The egg preparation analogy holds here. After my time at the university clinic, I felt as though I was completely done and beginning to crack. I was cooked all the way through, maybe even more than I should have been. It hurt to hope. In truth, there was none of that left My perception of myself faltered. I, once again, felt like a failure and saw the entire prospect of becoming a parent slipping from my grasp. I couldn't see any other possibilities for having the family I've dream of.

Fried

Upon "firing" Dr. M as my Reproductive Endocrinologist, I definitely felt fried. I had more than my fair share of heartache and I was unsure of what step to take next. Dr. M urged me to pursue bariatric surgery, but Dr. S didn't particularly like that option for me. In truth, I have never been more grateful for Dr. S's support than in the time of deciding what was right for me as a human being.  In truth, the notion of enduring a risky and invasive surgery for weight loss frightened me more than I would admit. I was willing to do whatever it took for motherhood, but Dr. S reminded me that there were lots of steps we could take before going down such a risky path. I know I sing his praises often, but thank goodness Dr. S stopped me from criticizing myself and helped me find a good path to healthy.

When an egg is "fried," there is little that can be done. Luckily, "un-frying" is infinitely more possible in humans than it is in eggs. So, Jeremy and I took some time and distance from actively trying to conceive and instead focused on our health and our relationship. While is has sometimes been difficult to let go of the dream of getting pregnant during this time, it has been wonderful not to stress about doctor's appointments, medicines and the emotional cost of investing myself into each cycle. In short, taking a break has let my eggs, and my brain, reset.

Scrambled

This past July, I met Dr. D. I really think I will like working with him so much more than I ever liked working with Dr. M. He was all the things Dr. M wasn't: kind, compassionate and willing to see me as an individual.

Despite the positive beginnings, I still think of myself as a scrambled egg. I fluctuate every day as to how I feel about my chances of becoming a mother. Will the injections work with IUI? Will adding a trigger shot be my miracle? Or, will I need to top-of-the-line, gold standard IVF treatment to get pregnant? I'm willing to try a round, but will one round be enough? Will we have extra embryos if we go that route? Will spending $20,000 get me to my goal? Will adoption feel like a natural next step, if the procedures don't work? Will my heart hold out during all of these ups and downs, or will it break into a million pieces?

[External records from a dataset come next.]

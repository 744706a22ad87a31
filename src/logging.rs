//! `log` backend that writes to the browser console.

use log::{Level, LevelFilter, Log, Metadata, Record};
use wasm_bindgen::JsValue;
use web_sys::console;

struct ConsoleLogger;

static LOGGER: ConsoleLogger = ConsoleLogger;

impl Log for ConsoleLogger {
    fn enabled(&self, metadata: &Metadata) -> bool {
        metadata.level() <= log::max_level()
    }

    fn log(&self, record: &Record) {
        if !self.enabled(record.metadata()) {
            return;
        }
        let text = format!("[{}] {}: {}", record.level(), record.target(), record.args());
        let line = JsValue::from_str(&text);
        match record.level() {
            Level::Error => console::error_1(&line),
            Level::Warn => console::warn_1(&line),
            Level::Info => console::info_1(&line),
            Level::Debug | Level::Trace => console::debug_1(&line),
        }
    }

    fn flush(&self) {}
}

/// Installs the console logger.
///
/// With `verbose` set, per-spawn debug lines are shown; otherwise info and
/// above. Calling it again only adjusts the level.
pub fn init(verbose: bool) {
    let level = if verbose { LevelFilter::Debug } else { LevelFilter::Info };
    // `set_logger` fails only when a logger is already installed; keep that one.
    let _ = log::set_logger(&LOGGER);
    log::set_max_level(level);
}
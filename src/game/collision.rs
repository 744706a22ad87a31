// Axis-aligned bounding boxes in screen space (y grows downward).

use super::obstacle::Obstacle;
use super::physics::Runner;

#[derive(Clone, Copy, Debug, PartialEq)]
pub struct Rect {
    pub x: f64,
    pub y: f64,
    pub width: f64,
    pub height: f64,
}

impl Rect {
    /// Strict overlap; boxes that only touch along an edge do not collide.
    pub fn intersects(&self, other: &Rect) -> bool {
        self.x < other.x + other.width
            && self.x + self.width > other.x
            && self.y < other.y + other.height
            && self.y + self.height > other.y
    }
}

/// Runner box lifted by its current jump offset.
pub fn runner_bounds(runner: &Runner, baseline_y: f64) -> Rect {
    Rect {
        x: runner.x,
        y: baseline_y - runner.height - runner.offset,
        width: runner.width,
        height: runner.height,
    }
}

/// Index of the first obstacle (in spawn order) overlapping the runner.
pub fn first_hit(runner: &Runner, obstacles: &[Obstacle], baseline_y: f64) -> Option<usize> {
    let body = runner_bounds(runner, baseline_y);
    obstacles.iter().position(|o| body.intersects(&o.bounds(baseline_y)))
}
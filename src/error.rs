//! Error types for the edges of the game: tuning validation and browser setup.
//! The simulation itself never fails; losing is a state, not an error.

use thiserror::Error;
use wasm_bindgen::JsValue;

/// Rejected [`GameConfig`](crate::game::GameConfig) values.
#[derive(Debug, Clone, PartialEq, Error)]
pub enum ConfigError {
    #[error("{field} must be positive (got {value})")]
    NotPositive { field: &'static str, value: f64 },
    #[error("{field} must not be negative (got {value})")]
    Negative { field: &'static str, value: f64 },
    #[error("baseline {baseline} lies outside a surface {height} high")]
    BaselineOutOfBounds { baseline: f64, height: f64 },
    #[error("speed cap {cap} is below the initial speed {initial}")]
    SpeedCap { initial: f64, cap: f64 },
    #[error("minimum spawn gap must be at least one tick")]
    ZeroSpawnGap,
    #[error("maximum spawn gap {max} is below the minimum {min}")]
    SpawnGapOrder { min: u64, max: u64 },
    #[error("spawn probability {0} is outside [0, 1]")]
    Probability(f64),
    #[error("{field} range [{min}, {max}) is invalid")]
    BadRange { field: &'static str, min: f64, max: f64 },
    #[error("ground obstacles stand on the baseline; altitude [{min}, {max}) must be 0")]
    GroundAltitude { min: f64, max: f64 },
    #[error("at least one obstacle kind needs a positive weight")]
    NoObstacleWeight,
    #[error("invalid config json: {0}")]
    Json(String),
}

#[cfg(feature = "serde_json")]
impl From<serde_json::Error> for ConfigError {
    fn from(err: serde_json::Error) -> Self {
        Self::Json(err.to_string())
    }
}

/// Failures while attaching the game to the page.
#[derive(Debug, Clone, PartialEq, Eq, Error)]
pub enum SetupError {
    #[error("no window")]
    NoWindow,
    #[error("no document")]
    NoDocument,
    #[error("document has no body")]
    NoBody,
    #[error("canvas has no 2d context")]
    NoContext,
    #[error("element #{0} is not a canvas")]
    NotACanvas(&'static str),
}

impl From<SetupError> for JsValue {
    fn from(err: SetupError) -> Self {
        JsValue::from_str(&err.to_string())
    }
}

impl From<ConfigError> for JsValue {
    fn from(err: ConfigError) -> Self {
        JsValue::from_str(&err.to_string())
    }
}

#[cfg(test)]
mod tests {
    use super::*;

    #[test]
    fn messages_name_the_offending_value() {
        let err = ConfigError::SpawnGapOrder { min: 50, max: 10 };
        assert_eq!(err.to_string(), "maximum spawn gap 10 is below the minimum 50");
        assert_eq!(
            SetupError::NotACanvas("dino-canvas").to_string(),
            "element #dino-canvas is not a canvas"
        );
    }
}
//! Fast Worker Pool (spec §4.H): bounded-concurrency fetch workers that
//! acquire a per-table rate-limit token, invoke the Fetcher, retry
//! retryable failures with backoff, and forward successful non-empty
//! batches onto the write queue.
//!
//! A retry does not tie up its worker for the whole backoff delay — the
//! delay is awaited in a detached task that re-enqueues the job onto the
//! same fetch queue, so the worker is free to pull other jobs meanwhile
//! (spec §5 "no single table can starve the rate limiter", §4.H "other jobs
//! unaffected").

use std::sync::atomic::{AtomicI64, Ordering};
use std::sync::Arc;

use marketlake_core::config::Config;
use marketlake_core::job::{Job, WriteJob};
use marketlake_core::outcome::{JobOutcome, RunSummary};
use marketlake_fetch::Fetcher;
use marketlake_ratelimit::RateLimitRegistry;
use marketlake_schema::SchemaRegistry;
use tokio::sync::{mpsc, Mutex};
use tokio_util::sync::CancellationToken;
use tracing::{info, warn};

use crate::retry::delay_for_attempt;

pub struct FastWorkerPool {
    registry: Arc<SchemaRegistry>,
    fetcher: Arc<dyn Fetcher>,
    rate_limits: Arc<RateLimitRegistry>,
    config: Arc<Config>,
}

impl FastWorkerPool {
    pub fn new(
        registry: Arc<SchemaRegistry>,
        fetcher: Arc<dyn Fetcher>,
        rate_limits: Arc<RateLimitRegistry>,
        config: Arc<Config>,
    ) -> Self {
        Self { registry, fetcher, rate_limits, config }
    }

    /// Runs `jobs` to completion: every job (including every retry it
    /// spawns) reaches a terminal outcome before this returns, unless
    /// `cancel` fires first, in which case in-flight jobs finish but no new
    /// ones start and pending retries are abandoned (spec §4.H
    /// "Cancellation").
    pub async fn run(
        &self,
        jobs: Vec<Job>,
        write_tx: mpsc::Sender<WriteJob>,
        summary: Arc<Mutex<RunSummary>>,
        cancel: CancellationToken,
    ) {
        if jobs.is_empty() {
            return;
        }

        let worker_count = self.config.workers.fast.max(1);
        let queue_capacity = jobs.len() + worker_count;
        let (job_tx, job_rx) = mpsc::channel::<Job>(queue_capacity);
        let job_rx = Arc::new(Mutex::new(job_rx));
        let outstanding = Arc::new(AtomicI64::new(jobs.len() as i64));
        let intake_done = CancellationToken::new();

        for job in jobs {
            if job_tx.send(job).await.is_err() {
                break;
            }
        }

        let mut handles = Vec::with_capacity(worker_count);
        for _ in 0..worker_count {
            let job_rx = job_rx.clone();
            let job_tx = job_tx.clone();
            let registry = self.registry.clone();
            let fetcher = self.fetcher.clone();
            let rate_limits = self.rate_limits.clone();
            let config = self.config.clone();
            let write_tx = write_tx.clone();
            let summary = summary.clone();
            let outstanding = outstanding.clone();
            let intake_done = intake_done.clone();
            let cancel = cancel.clone();

            handles.push(tokio::spawn(async move {
                loop {
                    let job = {
                        let mut rx = job_rx.lock().await;
                        tokio::select! {
                            biased;
                            _ = cancel.cancelled() => None,
                            _ = intake_done.cancelled() => None,
                            maybe = rx.recv() => maybe,
                        }
                    };
                    let Some(job) = job else { break };

                    let terminal = process_job(
                        job,
                        &registry,
                        fetcher.as_ref(),
                        &rate_limits,
                        &config,
                        &write_tx,
                        &summary,
                        &job_tx,
                        &cancel,
                        &intake_done,
                        &outstanding,
                    )
                    .await;

                    if terminal && outstanding.fetch_sub(1, Ordering::AcqRel) == 1 {
                        intake_done.cancel();
                    }
                }
            }));
        }
        drop(job_tx);

        for handle in handles {
            let _ = handle.await;
        }
    }
}

/// Runs one attempt of `job`: rate-limit acquire, fetch, classify. Returns
/// `true` if the job reached a terminal outcome (success, empty success,
/// fatal, retry exhaustion, or cancellation) and `false` if a retry was
/// scheduled.
#[allow(clippy::too_many_arguments)]
async fn process_job(
    job: Job,
    registry: &SchemaRegistry,
    fetcher: &(dyn Fetcher),
    rate_limits: &RateLimitRegistry,
    config: &Config,
    write_tx: &mpsc::Sender<WriteJob>,
    summary: &Arc<Mutex<RunSummary>>,
    job_tx: &mpsc::Sender<Job>,
    cancel: &CancellationToken,
    intake_done: &CancellationToken,
    outstanding: &Arc<AtomicI64>,
) -> bool {
    let entry = match registry.get(&job.table) {
        Ok(entry) => entry,
        Err(err) => {
            summary.lock().await.record(&job.table, JobOutcome::FailedFatal);
            warn!(table = %job.table, entity = %job.entity, error = %err, "unknown table, dropping job");
            return true;
        }
    };

    let rate_limit = config.rate_limit_for(&job.table);
    tokio::select! {
        biased;
        _ = cancel.cancelled() => {
            warn!(table = %job.table, entity = %job.entity, "cancelled while waiting for rate-limit token");
            return true;
        }
        _ = rate_limits.acquire(&job.table, rate_limit) => {}
    }

    match fetcher.fetch(entry, &job.params).await {
        Ok(batch) if batch.num_rows() == 0 => {
            summary.lock().await.record(&job.table, JobOutcome::EmptySuccess);
            info!(table = %job.table, entity = %job.entity, attempt = job.attempt, outcome = "empty_success", "fetch returned no rows");
            true
        }
        Ok(batch) => {
            let rows = batch.num_rows();
            summary.lock().await.record(&job.table, JobOutcome::Succeeded);
            info!(table = %job.table, entity = %job.entity, attempt = job.attempt, outcome = "succeeded", rows, "fetch succeeded");
            let write_job = WriteJob { table: job.table.clone(), entity: job.entity.clone(), batch };
            if write_tx.send(write_job).await.is_err() {
                warn!(table = %job.table, entity = %job.entity, "write queue closed, dropping fetched batch");
            }
            true
        }
        Err(err) if err.is_retryable() => {
            let policy = config.retry_for(&job.table);
            if job.attempt >= policy.max_attempts {
                summary.lock().await.record(&job.table, JobOutcome::FailedRetryExhausted);
                warn!(table = %job.table, entity = %job.entity, attempt = job.attempt, outcome = "failed_retry_exhausted", error = %err, "retry attempts exhausted");
                true
            } else {
                let delay = delay_for_attempt(&policy, job.attempt);
                info!(table = %job.table, entity = %job.entity, attempt = job.attempt, delay_ms = delay.as_millis() as u64, "scheduling retry");
                schedule_retry(job_tx.clone(), job.next_attempt(), delay, cancel.clone(), intake_done.clone(), outstanding.clone());
                false
            }
        }
        Err(err) => {
            summary.lock().await.record(&job.table, JobOutcome::FailedFatal);
            warn!(table = %job.table, entity = %job.entity, attempt = job.attempt, outcome = "failed_fatal", error = %err, "fatal upstream error");
            true
        }
    }
}

/// Sleeps off one retry's backoff delay in a detached task, then re-enqueues
/// the job. Cooperates with cancellation: a cancelled wait drops the job
/// without requeueing rather than blocking shutdown (spec §8 "Shutdown
/// during a fetch retry wait: worker wakes within the grace window").
fn schedule_retry(
    job_tx: mpsc::Sender<Job>,
    job: Job,
    delay: std::time::Duration,
    cancel: CancellationToken,
    intake_done: CancellationToken,
    outstanding: Arc<AtomicI64>,
) {
    tokio::spawn(async move {
        tokio::select! {
            biased;
            _ = cancel.cancelled() => {
                warn!(table = %job.table, entity = %job.entity, attempt = job.attempt, "cancelled during retry wait, dropping job");
                if outstanding.fetch_sub(1, Ordering::AcqRel) == 1 {
                    intake_done.cancel();
                }
            }
            _ = tokio::time::sleep(delay) => {
                if job_tx.send(job).await.is_err() && outstanding.fetch_sub(1, Ordering::AcqRel) == 1 {
                    intake_done.cancel();
                }
            }
        }
    });
}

There are few easy answers in infertility. We all take in as much information as possible and make the best decisions we can with what we know. But, in the end, sometimes it feels like I am back at square one, waiting on it to "happen when it's supposed to happen" or "in God's time." But, as Dr. S once told me, there's no shame in searching out a medical treatment for a medical problem. Most agree God is OK with doctors treating our medical conditions, and often see the lifesaving and involved work of doctors as doing some of God's work.. Way back when I started on this Merry-Go-Round, Dr. S told me that "God helps those who help themselves." That's precisely my take on this as well.

Of course, I guess I have to believe that. What else would help a Type A Tough Egg like me make peace with one more go in the frying pan?

Comments

  1. Started following you today, found you via the 31 days challenge. I am at a different place in my infertility journey. I am working on living my life with joy despite the fact that I am childless not by choice. (hubby has a child from his first marriage who was poisoned against us by her mother, and we have a "foster" daughter who we took in when she was 17.)